|Clovis Oncology CEO Patrick Mahaffy|
After reportedly striking out in an effort to find a buyer, Clovis Oncology ($CLVS) has struck up a deal of its own, agreeing to buy Italy's Ethical Oncology Science (EOS) and its mid-stage targeted cancer drug lucitanib for up to $420 million.
Under the deal, Clovis will hand over $200 million up front for the U.S. and Japanese rights to the dual-selective inhibitor, paying $190 million in stock and $10 million in cash. EOS is up for $65 million if lucitanib picks up FDA approval, plus another $155 million in long-term milestone payments. EOS had already signed over European and rest-of-world rights to Servier, and now Clovis is entitled to up to $470 million in milestones from its inherited partner, in addition to royalties on its Servier's eventual lucitanib sales.

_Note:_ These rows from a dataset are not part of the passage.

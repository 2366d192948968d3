//! Page Timeline
//!
//! Ties one observer and one animator to every page section and drives them
//! from viewport updates, with no rendering environment. Time is always
//! passed in explicitly (seconds since page load).

use serde::{Deserialize, Serialize};
use std::fmt;

use crate::config::{MotionConfig, SiteConfig};
use crate::reveal::animator::{AnimationState, Transition, TransitionAnimator};
use crate::reveal::observer::{Rect, RevealState, Viewport, VisibilityObserver};

/// The page's sections, in document order.
#[derive(Debug, Clone, Copy, PartialEq, Eq, Hash, Serialize, Deserialize)]
#[serde(rename_all = "lowercase")]
pub enum SectionId {
    Hero,
    Skills,
    Projects,
    Contact,
}

impl SectionId {
    pub const ALL: [SectionId; 4] = [
        SectionId::Hero,
        SectionId::Skills,
        SectionId::Projects,
        SectionId::Contact,
    ];

    pub fn as_str(&self) -> &'static str {
        match self {
            SectionId::Hero => "hero",
            SectionId::Skills => "skills",
            SectionId::Projects => "projects",
            SectionId::Contact => "contact",
        }
    }

    /// In-page anchor id. The hero sits at the top and has none.
    pub fn anchor(&self) -> Option<&'static str> {
        match self {
            SectionId::Hero => None,
            other => Some(other.as_str()),
        }
    }
}

impl fmt::Display for SectionId {
    fn fmt(&self, f: &mut fmt::Formatter<'_>) -> fmt::Result {
        f.write_str(self.as_str())
    }
}

#[derive(Debug, Clone, Copy, PartialEq)]
pub struct SectionLayout {
    pub id: SectionId,
    pub rect: Rect,
    /// Number of children animated with a stagger.
    pub items: usize,
}

/// Document geometry of all sections.
#[derive(Debug, Clone, PartialEq, Default)]
pub struct PageLayout {
    sections: Vec<SectionLayout>,
}

impl PageLayout {
    /// Stack sections top to bottom with the given heights (px).
    pub fn stacked(heights: &[(SectionId, f64)]) -> Self {
        let mut top = 0.0;
        let sections = heights
            .iter()
            .map(|&(id, height)| {
                let rect = Rect::new(top, height);
                top += height;
                SectionLayout { id, rect, items: 0 }
            })
            .collect();
        Self { sections }
    }

    /// Give `id` a staggered child sequence of `count` items.
    pub fn with_items(mut self, id: SectionId, count: usize) -> Self {
        if let Some(section) = self.sections.iter_mut().find(|s| s.id == id) {
            section.items = count;
        }
        self
    }

    pub fn sections(&self) -> &[SectionLayout] {
        &self.sections
    }

    pub fn get(&self, id: SectionId) -> Option<&SectionLayout> {
        self.sections.iter().find(|s| s.id == id)
    }

    /// Total document height.
    pub fn height(&self) -> f64 {
        self.sections
            .iter()
            .map(|s| s.rect.bottom())
            .fold(0.0, f64::max)
    }
}

/// Sampled state of one section and its staggered items.
#[derive(Debug, Clone, PartialEq, Serialize)]
pub struct SectionFrame {
    pub id: SectionId,
    pub state: RevealState,
    pub section: AnimationState,
    pub items: Vec<AnimationState>,
}

/// Sampled state of the whole page at one instant.
#[derive(Debug, Clone, PartialEq, Serialize)]
pub struct PageFrame {
    pub time: f64,
    pub sections: Vec<SectionFrame>,
}

impl PageFrame {
    pub fn section(&self, id: SectionId) -> Option<&SectionFrame> {
        self.sections.iter().find(|s| s.id == id)
    }
}

/// One section's observer and animators.
#[derive(Debug, Clone)]
pub struct SectionTrack {
    layout: SectionLayout,
    observer: VisibilityObserver,
    animator: TransitionAnimator,
    stagger_increment: f64,
}

impl SectionTrack {
    fn new(layout: SectionLayout, observer: VisibilityObserver, motion: &MotionConfig) -> Self {
        Self {
            layout,
            observer,
            animator: motion.animator(),
            stagger_increment: motion.stagger_increment,
        }
    }

    pub fn id(&self) -> SectionId {
        self.layout.id
    }

    pub fn state(&self) -> RevealState {
        self.observer.state()
    }

    /// Animator of child `index`.
    pub fn item_animator(&self, index: usize) -> TransitionAnimator {
        self.animator.staggered(index, self.stagger_increment)
    }

    fn observe(&mut self, viewport: Viewport, now: f64) -> Option<f64> {
        self.observer.observe_geometry(self.layout.rect, viewport, now)
    }

    pub fn sample(&self, now: f64) -> SectionFrame {
        let state = self.state();
        SectionFrame {
            id: self.layout.id,
            state,
            section: self.animator.sample(state, now),
            items: (0..self.layout.items)
                .map(|i| self.item_animator(i).sample(state, now))
                .collect(),
        }
    }

    fn is_settled(&self, now: f64) -> bool {
        let last = self.layout.items.saturating_sub(1);
        self.animator.is_settled(self.state(), now)
            && self.item_animator(last).is_settled(self.state(), now)
    }
}

/// Whole-page reveal simulation.
#[derive(Debug, Clone)]
pub struct RevealPage {
    tracks: Vec<SectionTrack>,
}

impl RevealPage {
    /// Page in an environment with intersection support. All sections pending.
    pub fn new(layout: PageLayout, config: &SiteConfig) -> Self {
        let tracks = layout
            .sections
            .into_iter()
            .map(|section| {
                let observer = VisibilityObserver::new(config.observer);
                SectionTrack::new(section, observer, &config.motion)
            })
            .collect();
        Self { tracks }
    }

    /// Page in an environment without intersection support.
    ///
    /// Every section counts as revealed at `mounted_at`.
    pub fn unsupported(layout: PageLayout, config: &SiteConfig, mounted_at: f64) -> Self {
        tracing::debug!("intersection support missing, revealing all sections at mount");
        let tracks = layout
            .sections
            .into_iter()
            .map(|section| {
                let observer = VisibilityObserver::unsupported(config.observer, mounted_at);
                SectionTrack::new(section, observer, &config.motion)
            })
            .collect();
        Self { tracks }
    }

    /// Initial observation pass when the page mounts.
    ///
    /// Sections already inside `viewport` reveal at `now` and still play
    /// their full transition.
    pub fn mount(&mut self, viewport: Viewport, now: f64) -> Vec<SectionId> {
        self.update_viewport(viewport, now)
    }

    /// Deliver a scroll or resize. Returns the sections revealed by it.
    pub fn update_viewport(&mut self, viewport: Viewport, now: f64) -> Vec<SectionId> {
        let mut revealed = Vec::new();
        for track in &mut self.tracks {
            if let Some(at) = track.observe(viewport, now) {
                tracing::debug!(section = %track.id(), at, "section revealed");
                revealed.push(track.id());
            }
        }
        revealed
    }

    pub fn state(&self, id: SectionId) -> Option<RevealState> {
        self.track(id).map(SectionTrack::state)
    }

    pub fn track(&self, id: SectionId) -> Option<&SectionTrack> {
        self.tracks.iter().find(|t| t.id() == id)
    }

    pub fn frame(&self, now: f64) -> PageFrame {
        PageFrame {
            time: now,
            sections: self.tracks.iter().map(|t| t.sample(now)).collect(),
        }
    }

    /// True when every section is revealed and fully visible.
    pub fn is_settled(&self, now: f64) -> bool {
        self.tracks.iter().all(|t| t.is_settled(now))
    }
}

/// Start and end of one transition relative to its section's reveal, in ms.
#[derive(Debug, Clone, PartialEq, Serialize)]
pub struct TimedTransition {
    pub start_ms: i64,
    pub end_ms: i64,
    /// CSS `transition` value.
    pub css: String,
}

impl From<Transition> for TimedTransition {
    fn from(transition: Transition) -> Self {
        Self {
            start_ms: (transition.start() * 1000.0).round() as i64,
            end_ms: (transition.end() * 1000.0).round() as i64,
            css: transition.css(),
        }
    }
}

#[derive(Debug, Clone, PartialEq, Serialize)]
pub struct SectionSchedule {
    pub section: SectionId,
    pub anchor: Option<&'static str>,
    pub transition: TimedTransition,
    pub items: Vec<TimedTransition>,
}

/// Static timing of every section and staggered item.
#[derive(Debug, Clone, PartialEq, Serialize)]
pub struct RevealSchedule {
    pub hidden: AnimationState,
    pub visible: AnimationState,
    pub sections: Vec<SectionSchedule>,
}

impl RevealSchedule {
    /// Build the schedule for `sections`, each with its staggered item count.
    pub fn new(motion: &MotionConfig, sections: &[(SectionId, usize)]) -> Self {
        let base = motion.transition();
        let sections = sections
            .iter()
            .map(|&(section, items)| SectionSchedule {
                section,
                anchor: section.anchor(),
                transition: TimedTransition::from(base),
                items: (0..items)
                    .map(|i| {
                        TimedTransition::from(base.staggered(i, motion.stagger_increment))
                    })
                    .collect(),
            })
            .collect();
        Self {
            hidden: motion.hidden_state(),
            visible: AnimationState::VISIBLE,
            sections,
        }
    }

    pub fn section(&self, id: SectionId) -> Option<&SectionSchedule> {
        self.sections.iter().find(|s| s.section == id)
    }
}
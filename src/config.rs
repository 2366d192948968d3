//! Site Configuration
//!
//! Motion and observer parameters. Loaded from JSON; every field falls back
//! to the page defaults (0.6 s duration, 0.2 s stagger,
//! 20 px offset, ease-in-out, threshold 0).

use serde::{Deserialize, Serialize};
use std::fs;
use std::path::Path;

use crate::error::{SiteError, SiteResult};
use crate::reveal::{AnimationState, Easing, ObserverOptions, Transition, TransitionAnimator};

/// Transition parameters shared by every section.
#[derive(Debug, Clone, Copy, PartialEq, Serialize, Deserialize)]
#[serde(default)]
pub struct MotionConfig {
    /// Transition duration in seconds.
    /// Default: 0.6
    pub duration: f64,

    /// Extra delay per item index in staggered sequences (seconds).
    /// Default: 0.2
    pub stagger_increment: f64,

    /// Starting downward offset of hidden elements (px).
    /// Default: 20
    pub hidden_offset: f64,

    /// Default: ease_in_out
    pub easing: Easing,
}

impl Default for MotionConfig {
    fn default() -> Self {
        Self {
            duration: 0.6,
            stagger_increment: 0.2,
            hidden_offset: 20.0,
            easing: Easing::EaseInOut,
        }
    }
}

impl MotionConfig {
    pub fn transition(&self) -> Transition {
        Transition::new(self.duration, self.easing)
    }

    pub fn hidden_state(&self) -> AnimationState {
        AnimationState::hidden(self.hidden_offset)
    }

    /// Section-level animator built from these parameters.
    pub fn animator(&self) -> TransitionAnimator {
        TransitionAnimator::new(self.transition())
            .with_hidden(self.hidden_state())
    }
}

/// Top-level configuration file.
#[derive(Debug, Clone, Copy, PartialEq, Serialize, Deserialize, Default)]
#[serde(default)]
pub struct SiteConfig {
    pub motion: MotionConfig,
    pub observer: ObserverOptions,
}

impl SiteConfig {
    /// Load configuration from a JSON file and validate it.
    pub fn load(path: &Path) -> SiteResult<Self> {
        let contents = fs::read_to_string(path).map_err(|source| SiteError::Io {
            path: path.to_path_buf(),
            source,
        })?;
        let config = Self::from_json(&contents)?;
        tracing::info!(
            duration = config.motion.duration,
            stagger = config.motion.stagger_increment,
            "Loaded site config from {:?}",
            path
        );
        Ok(config)
    }

    pub fn from_json(json: &str) -> SiteResult<Self> {
        let config: SiteConfig = serde_json::from_str(json)?;
        config.validate()?;
        Ok(config)
    }

    pub fn validate(&self) -> SiteResult<()> {
        let motion = &self.motion;
        if !motion.duration.is_finite() || motion.duration < 0.0 {
            return Err(SiteError::InvalidConfig(format!(
                "duration must be a non-negative number of seconds, got {}",
                motion.duration
            )));
        }
        // Stagger must strictly increase with the item index
        if !motion.stagger_increment.is_finite() || motion.stagger_increment <= 0.0 {
            return Err(SiteError::InvalidConfig(format!(
                "stagger_increment must be positive, got {}",
                motion.stagger_increment
            )));
        }
        if !motion.hidden_offset.is_finite() {
            return Err(SiteError::InvalidConfig(
                "hidden_offset must be finite".to_string(),
            ));
        }
        if !motion.easing.is_valid() {
            return Err(SiteError::InvalidConfig(format!(
                "easing control points out of range: {:?}",
                motion.easing
            )));
        }

        let observer = &self.observer;
        if !(0.0..=1.0).contains(&observer.threshold) {
            return Err(SiteError::InvalidConfig(format!(
                "threshold must be within [0, 1], got {}",
                observer.threshold
            )));
        }
        if !observer.root_margin.is_finite() {
            return Err(SiteError::InvalidConfig(
                "root_margin must be finite".to_string(),
            ));
        }
        Ok(())
    }
}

In exchange, Clovis gets an oral inhibitor of FGF and VEGF receptors that has shown promise in breast, renal cell and thyroid cancers. Lucitanib is ready for Phase II, and Clovis wants to start off chasing FGF-aberrant breast cancer and metastatic squamous non-small cell lung cancer, believing the drug's ability to target two relevant tumor growth pathways will pay off in efficacy. In tandem, Servier is set to start enrollment on a Phase II study testing the drug as a monotherapy in patients with advanced breast cancer.

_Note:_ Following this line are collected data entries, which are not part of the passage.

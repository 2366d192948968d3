//! Easing Curves
//!
//! Maps raw transition progress to eased progress. Every curve is expressed
//! as a CSS-compatible cubic Bézier so that the value sampled here and the
//! value the browser interpolates are the same curve.

use serde::{Deserialize, Serialize};

/// Timing function applied to transition progress.
#[derive(Debug, Clone, Copy, PartialEq, Serialize, Deserialize, Default)]
#[serde(rename_all = "snake_case")]
pub enum Easing {
    Linear,
    EaseIn,
    EaseOut,
    /// Tween default: slow start, slow settle.
    #[default]
    EaseInOut,
    /// Custom control points `(x1, y1, x2, y2)`, x values in [0, 1].
    CubicBezier(f64, f64, f64, f64),
}

impl Easing {
    /// Control points for the curve, `None` for linear.
    pub fn control_points(&self) -> Option<(f64, f64, f64, f64)> {
        match *self {
            Easing::Linear => None,
            Easing::EaseIn => Some((0.42, 0.0, 1.0, 1.0)),
            Easing::EaseOut => Some((0.0, 0.0, 0.58, 1.0)),
            Easing::EaseInOut => Some((0.42, 0.0, 0.58, 1.0)),
            Easing::CubicBezier(x1, y1, x2, y2) => Some((x1, y1, x2, y2)),
        }
    }

    /// Eased progress for raw progress `t` (clamped to [0, 1]).
    ///
    /// Endpoints are exact: `apply(0.0) == 0.0` and `apply(1.0) == 1.0`.
    pub fn apply(&self, t: f64) -> f64 {
        let t = t.clamp(0.0, 1.0);
        if t <= 0.0 {
            return 0.0;
        }
        if t >= 1.0 {
            return 1.0;
        }
        match self.control_points() {
            None => t,
            Some((x1, y1, x2, y2)) => {
                let s = solve_curve_x(t, x1, x2);
                bezier(s, y1, y2)
            }
        }
    }

    /// CSS `transition-timing-function` value.
    pub fn css(&self) -> String {
        match self.control_points() {
            None => "linear".to_string(),
            Some((x1, y1, x2, y2)) => format!("cubic-bezier({}, {}, {}, {})", x1, y1, x2, y2),
        }
    }

    /// True when both x control points lie in [0, 1] (required by CSS).
    pub fn is_valid(&self) -> bool {
        match self.control_points() {
            None => true,
            Some((x1, y1, x2, y2)) => {
                (0.0..=1.0).contains(&x1)
                    && (0.0..=1.0).contains(&x2)
                    && y1.is_finite()
                    && y2.is_finite()
            }
        }
    }
}

/// One coordinate of a cubic Bézier with endpoints fixed at 0 and 1.
fn bezier(s: f64, p1: f64, p2: f64) -> f64 {
    let inv = 1.0 - s;
    3.0 * inv * inv * s * p1 + 3.0 * inv * s * s * p2 + s * s * s
}

fn bezier_derivative(s: f64, p1: f64, p2: f64) -> f64 {
    let inv = 1.0 - s;
    3.0 * inv * inv * p1 + 6.0 * inv * s * (p2 - p1) + 3.0 * s * s * (1.0 - p2)
}

/// Find the curve parameter whose x coordinate equals `x`.
///
/// Newton iterations first, bisection if the slope is too flat to trust.
fn solve_curve_x(x: f64, x1: f64, x2: f64) -> f64 {
    const EPSILON: f64 = 1e-7;

    let mut s = x;
    for _ in 0..8 {
        let err = bezier(s, x1, x2) - x;
        if err.abs() < EPSILON {
            return s;
        }
        let slope = bezier_derivative(s, x1, x2);
        if slope.abs() < 1e-6 {
            break;
        }
        s -= err / slope;
    }

    // x(s) is monotonic on [0, 1] when x1, x2 are in [0, 1]
    let (mut lo, mut hi) = (0.0, 1.0);
    s = x;
    for _ in 0..64 {
        let value = bezier(s, x1, x2);
        if (value - x).abs() < EPSILON {
            break;
        }
        if value < x {
            lo = s;
        } else {
            hi = s;
        }
        s = (lo + hi) / 2.0;
    }
    s
}

#[cfg(test)]
mod tests {
    use super::*;
    use approx::assert_relative_eq;

    const ALL: [Easing; 5] = [
        Easing::Linear,
        Easing::EaseIn,
        Easing::EaseOut,
        Easing::EaseInOut,
        Easing::CubicBezier(0.25, 0.1, 0.25, 1.0),
    ];

    #[test]
    fn test_endpoints_exact() {
        for easing in ALL {
            assert_eq!(easing.apply(0.0), 0.0, "{:?}", easing);
            assert_eq!(easing.apply(1.0), 1.0, "{:?}", easing);
            assert_eq!(easing.apply(-3.0), 0.0);
            assert_eq!(easing.apply(7.0), 1.0);
        }
    }

    #[test]
    fn test_linear_identity() {
        assert_relative_eq!(Easing::Linear.apply(0.25), 0.25);
        assert_relative_eq!(Easing::Linear.apply(0.5), 0.5);
    }

    #[test]
    fn test_ease_out_leads_linear() {
        for i in 1..10 {
            let t = i as f64 / 10.0;
            assert!(
                Easing::EaseOut.apply(t) > t,
                "ease-out should lead at t={}",
                t
            );
            assert!(Easing::EaseIn.apply(t) < t, "ease-in should lag at t={}", t);
        }
    }

    #[test]
    fn test_ease_in_out_symmetric() {
        let a = Easing::EaseInOut.apply(0.3);
        let b = Easing::EaseInOut.apply(0.7);
        assert_relative_eq!(a + b, 1.0, epsilon = 1e-5);
        assert_relative_eq!(Easing::EaseInOut.apply(0.5), 0.5, epsilon = 1e-5);
    }

    #[test]
    fn test_monotonic() {
        for easing in ALL {
            let mut previous = 0.0;
            for i in 1..=100 {
                let value = easing.apply(i as f64 / 100.0);
                assert!(
                    value >= previous - 1e-9,
                    "{:?} not monotonic at {}",
                    easing,
                    i
                );
                previous = value;
            }
        }
    }

    #[test]
    fn test_css_output() {
        assert_eq!(Easing::Linear.css(), "linear");
        assert_eq!(Easing::EaseOut.css(), "cubic-bezier(0, 0, 0.58, 1)");
        assert_eq!(Easing::EaseInOut.css(), "cubic-bezier(0.42, 0, 0.58, 1)");
        assert_eq!(Easing::default().css(), Easing::EaseInOut.css());
    }

    #[test]
    fn test_validity() {
        assert!(Easing::EaseOut.is_valid());
        assert!(!Easing::CubicBezier(1.5, 0.0, 0.5, 1.0).is_valid());
    }

    #[test]
    fn test_serde_names() {
        let json = serde_json::to_string(&Easing::EaseOut).unwrap();
        assert_eq!(json, "\"ease_out\"");
        let custom: Easing = serde_json::from_str(r#"{"cubic_bezier":[0.1,0.2,0.3,1.0]}"#).unwrap();
        assert_eq!(custom, Easing::CubicBezier(0.1, 0.2, 0.3, 1.0));
    }
}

Back in September, rumor had it Clovis was fishing for a buyout deal of around $2.2 billion, but, finding little interest, the company decided to pack it in and go at it alone. Now, the Colorado biotech can add another promising cancer drug to its stable of compounds, CEO Patrick Mahaffy said, and lucitanib joins the PARP inhibitor rucaparib, now in Phase II, and the early-stage CO-1686, an EGFR-targeting lung cancer drug.

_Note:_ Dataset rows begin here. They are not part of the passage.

//! Content data model
//!
//! Immutable page content: profile, skills, projects and contact details.
//! Lists are `Vec`s so declaration order survives loading and rendering.

use serde::{Deserialize, Serialize};

use crate::reveal::SectionId;

/// Hero call-to-action pointing at an in-page section.
#[derive(Debug, Clone, PartialEq, Serialize, Deserialize)]
pub struct HeroAction {
    pub label: String,
    pub target: SectionId,
    #[serde(default)]
    pub primary: bool,
}

#[derive(Debug, Clone, PartialEq, Serialize, Deserialize)]
pub struct Profile {
    pub name: String,
    pub title: String,
    pub bio: String,
    pub avatar_url: String,
    #[serde(default)]
    pub avatar_alt: Option<String>,
    #[serde(default)]
    pub actions: Vec<HeroAction>,
}

impl Profile {
    pub fn avatar_alt(&self) -> &str {
        self.avatar_alt.as_deref().unwrap_or(&self.name)
    }
}

#[derive(Debug, Clone, PartialEq, Serialize, Deserialize)]
pub struct SkillCategory {
    pub label: String,
    pub skills: Vec<String>,
}

#[derive(Debug, Clone, PartialEq, Serialize, Deserialize)]
pub struct Project {
    pub title: String,
    pub description: String,
    pub tech: Vec<String>,
    pub link: String,
}

/// Kind of contact channel, used to pick the icon.
#[derive(Debug, Clone, Copy, PartialEq, Eq, Serialize, Deserialize)]
#[serde(rename_all = "snake_case")]
pub enum ChannelKind {
    Email,
    Phone,
    Github,
    Linkedin,
    Other,
}

impl ChannelKind {
    pub fn icon(&self) -> &'static str {
        match self {
            ChannelKind::Email => "mail",
            ChannelKind::Phone => "phone",
            ChannelKind::Github => "github",
            ChannelKind::Linkedin => "linkedin",
            ChannelKind::Other => "link",
        }
    }

    /// Inner SVG shapes of the icon, drawn on a 24x24 stroked canvas.
    pub fn glyph(&self) -> &'static str {
        match self {
            ChannelKind::Email => {
                r#"<rect width="20" height="16" x="2" y="4" rx="2"/><path d="m22 7-8.97 5.7a1.94 1.94 0 0 1-2.06 0L2 7"/>"#
            }
            ChannelKind::Phone => {
                r#"<path d="M22 16.92v3a2 2 0 0 1-2.18 2 19.79 19.79 0 0 1-8.63-3.07 19.5 19.5 0 0 1-6-6 19.79 19.79 0 0 1-3.07-8.67A2 2 0 0 1 4.11 2h3a2 2 0 0 1 2 1.72 12.84 12.84 0 0 0 .7 2.81 2 2 0 0 1-.45 2.11L8.09 9.91a16 16 0 0 0 6 6l1.27-1.27a2 2 0 0 1 2.11-.45 12.84 12.84 0 0 0 2.81.7A2 2 0 0 1 22 16.92z"/>"#
            }
            ChannelKind::Github => {
                r#"<path d="M15 22v-4a4.8 4.8 0 0 0-1-3.5c3 0 6-2 6-5.5.08-1.25-.27-2.48-1-3.5.28-1.15.28-2.35 0-3.5 0 0-1 0-3 1.5-2.64-.5-5.36-.5-8 0C6 2 5 2 5 2c-.3 1.15-.3 2.35 0 3.5A5.4 5.4 0 0 0 4 9c0 3.5 3 5.5 6 5.5-.39.49-.68 1.05-.85 1.65-.17.6-.22 1.23-.15 1.85v4"/><path d="M9 18c-4.51 2-5-2-7-2"/>"#
            }
            ChannelKind::Linkedin => {
                r#"<path d="M16 8a6 6 0 0 1 6 6v7h-4v-7a2 2 0 0 0-2-2 2 2 0 0 0-2 2v7h-4v-7a6 6 0 0 1 6-6z"/><rect width="4" height="12" x="2" y="9"/><circle cx="4" cy="4" r="2"/>"#
            }
            ChannelKind::Other => {
                r#"<path d="M10 13a5 5 0 0 0 7.54.54l3-3a5 5 0 0 0-7.07-7.07l-1.72 1.71"/><path d="M14 11a5 5 0 0 0-7.54-.54l-3 3a5 5 0 0 0 7.07 7.07l1.71-1.71"/>"#
            }
        }
    }
}

/// One contact link. `label` and `href` are opaque and rendered as given.
#[derive(Debug, Clone, PartialEq, Serialize, Deserialize)]
pub struct ContactChannel {
    pub kind: ChannelKind,
    pub label: String,
    pub href: String,
}

impl ContactChannel {
    /// Web links open in a new tab; `mailto:` and `tel:` do not.
    pub fn is_external(&self) -> bool {
        is_web_url(&self.href)
    }
}

#[derive(Debug, Clone, PartialEq, Serialize, Deserialize)]
pub struct ContactInfo {
    pub heading: String,
    pub channels: Vec<ContactChannel>,
}

/// Input type of a contact form field.
#[derive(Debug, Clone, Copy, PartialEq, Eq, Serialize, Deserialize)]
#[serde(rename_all = "snake_case")]
pub enum FieldKind {
    Text,
    Email,
    Textarea,
}

#[derive(Debug, Clone, PartialEq, Serialize, Deserialize)]
pub struct FormField {
    pub kind: FieldKind,
    pub placeholder: String,
}

impl FormField {
    pub fn input_type(&self) -> &'static str {
        match self.kind {
            FieldKind::Text | FieldKind::Textarea => "text",
            FieldKind::Email => "email",
        }
    }

    pub fn is_textarea(&self) -> bool {
        self.kind == FieldKind::Textarea
    }
}

/// Presentational contact form. There is no action and no handler.
#[derive(Debug, Clone, PartialEq, Serialize, Deserialize)]
pub struct ContactForm {
    pub fields: Vec<FormField>,
    pub submit_label: String,
}

/// Everything the page shows.
#[derive(Debug, Clone, PartialEq, Serialize, Deserialize)]
pub struct PortfolioContent {
    pub profile: Profile,
    pub skills_heading: String,
    pub skills: Vec<SkillCategory>,
    pub projects_heading: String,
    pub projects: Vec<Project>,
    pub contact: ContactInfo,
    pub form: ContactForm,
}

pub(crate) fn is_web_url(href: &str) -> bool {
    href.starts_with("https://") || href.starts_with("http://")
}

"It is highly consistent with our focus on developing targeted therapies that provide meaningful benefit to specific patient populations," Mahaffy said in a statement. "We are extremely encouraged with lucitanib's 50% response rate seen to date in heavily pre-treated targeted patients, and we intend to develop it aggressively in collaboration with our partner Servier."
EOS is a Sofinnova portfolio company, and the French VC was a seed investor back at the company's 2006 inception, when three Novuspharma vets reunited after selling their old company to Cell Therapeutics ($CTIC) for $235 million.